原生稀疏注意力NSA 替换transformer 注意力进行文本生成训练
DeepSeek-R1这篇文章,聚焦范围更加小,R1的重点在于提出了一个文本生成的训练策略和蒸馏策略,这篇文章则是提出了一个注意力机制NSA,主要解决的是长序列做注意力时带来的效率问题。通篇文章看下来,它的实际意义可能比较局限,因此本文仅关注其主要内容,对于具体细节和实验结果并不进一步细究。
论文标题:Native Sparse Attention: Hardware-Aligned and Natively Trainable Sparse Attention
论文链接:[2502.11089] Native Sparse Attention: Hardware-Aligned and Natively Trainable Sparse Attention
简单总结起来就是
实验效果惊艳:性能不降反升,速度大幅提升!
实验结果令人振奋!在通用基准测试、长文本任务和指令推理方面,使用 NSA 预训练的模型性能不仅没有下降,反而超越了 Full Attention 模型!
NSA 的核心亮点可以概括为以下两点:
1.动态分层稀疏策略: NSA 采用了一种动态分层的稀疏策略,结合了粗粒度的 Token 压缩 和 细粒度的 Token 选择。这种策略既能保证模型对全局上下文的感知,又能兼顾局部信息的精确性
2.关键创新:
算术强度平衡的算法设计与硬件优化: NSA 通过精巧的算法设计,并针对现代硬件进行了实现优化,显著提升了计算速度
端到端可训练: NSA 支持端到端训练,这意味着它不仅在推理阶段高效,还能减少预训练的计算量,同时不牺牲模型性能!
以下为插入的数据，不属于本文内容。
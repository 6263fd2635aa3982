//! Configuration management for the lint language server.
//!
//! Handles:
//! - Command-line argument parsing
//! - Optional TOML configuration file, CLI taking precedence

use anyhow::{Context, Result};
use clap::Parser;
use serde::Deserialize;
use std::path::{Path, PathBuf};
use std::time::Duration;

/// Default arguments placed before the file path; the tool's flag for
/// machine-readable LSP output.
const DEFAULT_LINTER_ARGS: &[&str] = &["--format=lsp"];

const DEFAULT_LINTER_COMMAND: &str = "lint";

const DEFAULT_DEBOUNCE_MS: u64 = 300;

/// Command-line arguments for the lint language server
#[derive(Debug, Parser)]
#[command(name = "lint-language-server")]
#[command(about = "Language server bridging an external command-line linter")]
#[command(version)]
pub struct Args {
    /// Linter executable invoked for each validation
    #[arg(long, help = "Linter executable to run")]
    pub linter_command: Option<String>,

    /// Argument placed before the file path (repeat for more than one)
    #[arg(
        long = "linter-arg",
        allow_hyphen_values = true,
        help = "Argument passed before the file path"
    )]
    pub linter_args: Vec<String>,

    /// File name marking the project root the linter runs from (repeatable)
    #[arg(long = "root-marker", help = "Project root marker file name")]
    pub root_markers: Vec<String>,

    /// Delay before a changed document is validated, in milliseconds
    #[arg(long, help = "Debounce delay for change events (ms)")]
    pub debounce_ms: Option<u64>,

    /// Kill a linter run exceeding this many seconds
    #[arg(long, help = "Wall-clock limit for one linter run (seconds)")]
    pub timeout_secs: Option<u64>,

    /// Path to a TOML configuration file
    #[arg(long, help = "Configuration file (TOML)")]
    pub config_file: Option<PathBuf>,

    /// Log level for the language server
    #[arg(
        long,
        default_value = "info",
        help = "Log level (trace, debug, info, warn, error)"
    )]
    pub log_level: String,
}

/// File-level configuration; every key optional, CLI wins.
#[derive(Debug, Default, Deserialize)]
#[serde(default, deny_unknown_fields)]
struct FileConfig {
    linter_command: Option<String>,
    linter_args: Option<Vec<String>>,
    root_markers: Option<Vec<String>>,
    debounce_ms: Option<u64>,
    timeout_secs: Option<u64>,
}

/// Combined configuration from all sources
#[derive(Debug, Clone)]
pub struct Config {
    /// Executable the validator runs
    pub linter_command: String,
    /// Arguments placed before the file path
    pub linter_args: Vec<String>,
    /// Marker file names for project-root working-directory resolution
    pub root_markers: Vec<String>,
    /// Delay applied to change-triggered validations
    pub debounce: Duration,
    /// Wall-clock limit for one linter run
    pub linter_timeout: Option<Duration>,
    /// Log level
    pub log_level: String,
}

impl Config {
    /// Create configuration from command-line arguments, discovering the
    /// user-level config file when none was given explicitly
    pub fn from_args_and_env() -> Result<Self> {
        let mut args = Args::parse();
        if args.config_file.is_none() {
            args.config_file = default_config_path().filter(|path| path.exists());
        }
        Self::from_args(args)
    }

    /// Create configuration from explicit arguments (useful for testing)
    pub fn from_args(args: Args) -> Result<Self> {
        let file = match args.config_file.as_deref() {
            Some(path) => load_file(path)
                .with_context(|| format!("reading config file {}", path.display()))?,
            None => FileConfig::default(),
        };

        let linter_args = if args.linter_args.is_empty() {
            file.linter_args.unwrap_or_else(|| {
                DEFAULT_LINTER_ARGS.iter().map(|s| s.to_string()).collect()
            })
        } else {
            args.linter_args
        };

        let root_markers = if args.root_markers.is_empty() {
            file.root_markers.unwrap_or_default()
        } else {
            args.root_markers
        };

        Ok(Config {
            linter_command: args
                .linter_command
                .or(file.linter_command)
                .unwrap_or_else(|| DEFAULT_LINTER_COMMAND.to_string()),
            linter_args,
            root_markers,
            debounce: Duration::from_millis(
                args.debounce_ms
                    .or(file.debounce_ms)
                    .unwrap_or(DEFAULT_DEBOUNCE_MS),
            ),
            linter_timeout: args
                .timeout_secs
                .or(file.timeout_secs)
                .map(Duration::from_secs),
            log_level: args.log_level,
        })
    }

    /// Source tag attached to every published diagnostic.
    pub fn source_name(&self) -> &str {
        Path::new(&self.linter_command)
            .file_name()
            .and_then(|name| name.to_str())
            .unwrap_or(&self.linter_command)
    }
}

fn load_file(path: &Path) -> Result<FileConfig> {
    let content = std::fs::read_to_string(path)?;
    Ok(toml::from_str(&content)?)
}

/// `<config_dir>/lint-ls/config.toml` in the user configuration directory.
fn default_config_path() -> Option<PathBuf> {
    dirs::config_dir().map(|dir| dir.join("lint-ls").join("config.toml"))
}

#[cfg(test)]
mod tests {
    use super::*;
    use std::fs;

    fn bare_args() -> Args {
        Args {
            linter_command: None,
            linter_args: Vec::new(),
            root_markers: Vec::new(),
            debounce_ms: None,
            timeout_secs: None,
            config_file: None,
            log_level: "info".to_string(),
        }
    }

    #[test]
    fn test_defaults() {
        let config = Config::from_args(bare_args()).expect("config");
        assert_eq!(config.linter_command, "lint");
        assert_eq!(config.linter_args, ["--format=lsp"]);
        assert!(config.root_markers.is_empty());
        assert_eq!(config.debounce, Duration::from_millis(300));
        assert!(config.linter_timeout.is_none());
    }

    #[test]
    fn test_cli_values_win() {
        let mut args = bare_args();
        args.linter_command = Some("/opt/tools/mylint".to_string());
        args.debounce_ms = Some(0);
        args.timeout_secs = Some(10);
        let config = Config::from_args(args).expect("config");
        assert_eq!(config.linter_command, "/opt/tools/mylint");
        assert_eq!(config.debounce, Duration::ZERO);
        assert_eq!(config.linter_timeout, Some(Duration::from_secs(10)));
    }

    #[test]
    fn test_source_name_is_command_basename() {
        let mut args = bare_args();
        args.linter_command = Some("/opt/tools/mylint".to_string());
        let config = Config::from_args(args).expect("config");
        assert_eq!(config.source_name(), "mylint");

        let config = Config::from_args(bare_args()).expect("config");
        assert_eq!(config.source_name(), "lint");
    }

    #[test]
    fn test_config_file_is_merged() {
        let temp = tempfile::tempdir().expect("tempdir");
        let path = temp.path().join("config.toml");
        fs::write(
            &path,
            r#"
linter_command = "mylint"
linter_args = ["check", "--json"]
root_markers = ["mylint.toml", "pyproject.toml"]
debounce_ms = 50
"#,
        )
        .expect("write config");

        let mut args = bare_args();
        args.config_file = Some(path);
        let config = Config::from_args(args).expect("config");
        assert_eq!(config.linter_command, "mylint");
        assert_eq!(config.linter_args, ["check", "--json"]);
        assert_eq!(config.root_markers, ["mylint.toml", "pyproject.toml"]);
        assert_eq!(config.debounce, Duration::from_millis(50));
    }

    #[test]
    fn test_cli_overrides_config_file() {
        let temp = tempfile::tempdir().expect("tempdir");
        let path = temp.path().join("config.toml");
        fs::write(&path, "linter_command = \"from-file\"\ndebounce_ms = 50\n")
            .expect("write config");

        let mut args = bare_args();
        args.config_file = Some(path);
        args.linter_command = Some("from-cli".to_string());
        let config = Config::from_args(args).expect("config");
        assert_eq!(config.linter_command, "from-cli");
        // Keys the CLI left unset still come from the file.
        assert_eq!(config.debounce, Duration::from_millis(50));
    }

    #[test]
    fn test_missing_explicit_config_file_is_an_error() {
        let mut args = bare_args();
        args.config_file = Some(PathBuf::from("/no/such/config.toml"));
        assert!(Config::from_args(args).is_err());
    }

    #[test]
    fn test_unknown_config_key_is_an_error() {
        let temp = tempfile::tempdir().expect("tempdir");
        let path = temp.path().join("config.toml");
        fs::write(&path, "linter_comand = \"typo\"\n").expect("write config");

        let mut args = bare_args();
        args.config_file = Some(path);
        assert!(Config::from_args(args).is_err());
    }
}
Attention的稀疏特性,其实从BERT时代开始就已经被广泛验证了。最早像Longformer、BigBird这些模型提出的几种稀疏Attention Pattern(比如Sliding Window、Global Attention——现在叫Attention Sink),直到今天依然被广泛使用。Attention天然的稀疏性,意味着每个词元在计算时,只需要从海量的上文中选出top-k相关的部分进行Attention计算。这个思路很简单,但难点就在于如何快速找到top-k的相关上文。如果逐token去选,计算和访存的过程又会回到Full-Attention的复杂度。
稀疏Attn为什么还能超过Full-Attn?
长文本具有天然的高稀疏性与富噪音性。处理每个token确实不要把全文都过一遍,而Full-attention机制,总是能确保每两个token之间的相关性不为0。这也就带来了计算上的噪音。所以不难理解,一个well-trained 稀疏Attn能够为每个token屏蔽掉部分噪音,效果也能带来些许提升。但效果的有限提升外,还是效率的提升更让人惊喜。
知乎上也有一篇介绍
https://zhuanlan.zhihu.com/p/24604821449
逛github时已经有大神做了论文复现,不仅提供了SparseAttention 还替换了原有Transformer 模型里的attention层
稀疏注意力SparseAttention 模型网络定义
class SparseAttention(Module):
def __init__(
self,
dim,
dim_head,
heads,
sliding_window_size,
compress_block_size,
selection_block_size,
num_selected_blocks,
num_compressed_mem_kv = 4,
norm = True,
use_diff_topk = False,
):
super().__init__()
self.heads = heads
self.scale = dim_head ** -0.5
assert compress_block_size == selection_block_size, 'start off with compressed being equal to selection block sizes'
dim_inner = dim_head * heads
self.norm = nn.RMSNorm(dim) if norm else nn.Identity()
# rotary
self.rotary_emb = RotaryEmbedding(dim_head)
# qkv
self.to_qkv = nn.Linear(dim, dim_inner * 3, bias = False)
# sliding window strategy
self.sliding_window = LocalAttention(
dim = dim_head,
window_size = sliding_window_size,
causal = True,
exact_windowsize = True,
autopad = True
)
# compress strategy
self.compress_block_size = compress_block_size
assert num_compressed_mem_kv > 0
self.compress_mem_kv = nn.Parameter(torch.zeros(2, heads, num_compressed_mem_kv, dim_head))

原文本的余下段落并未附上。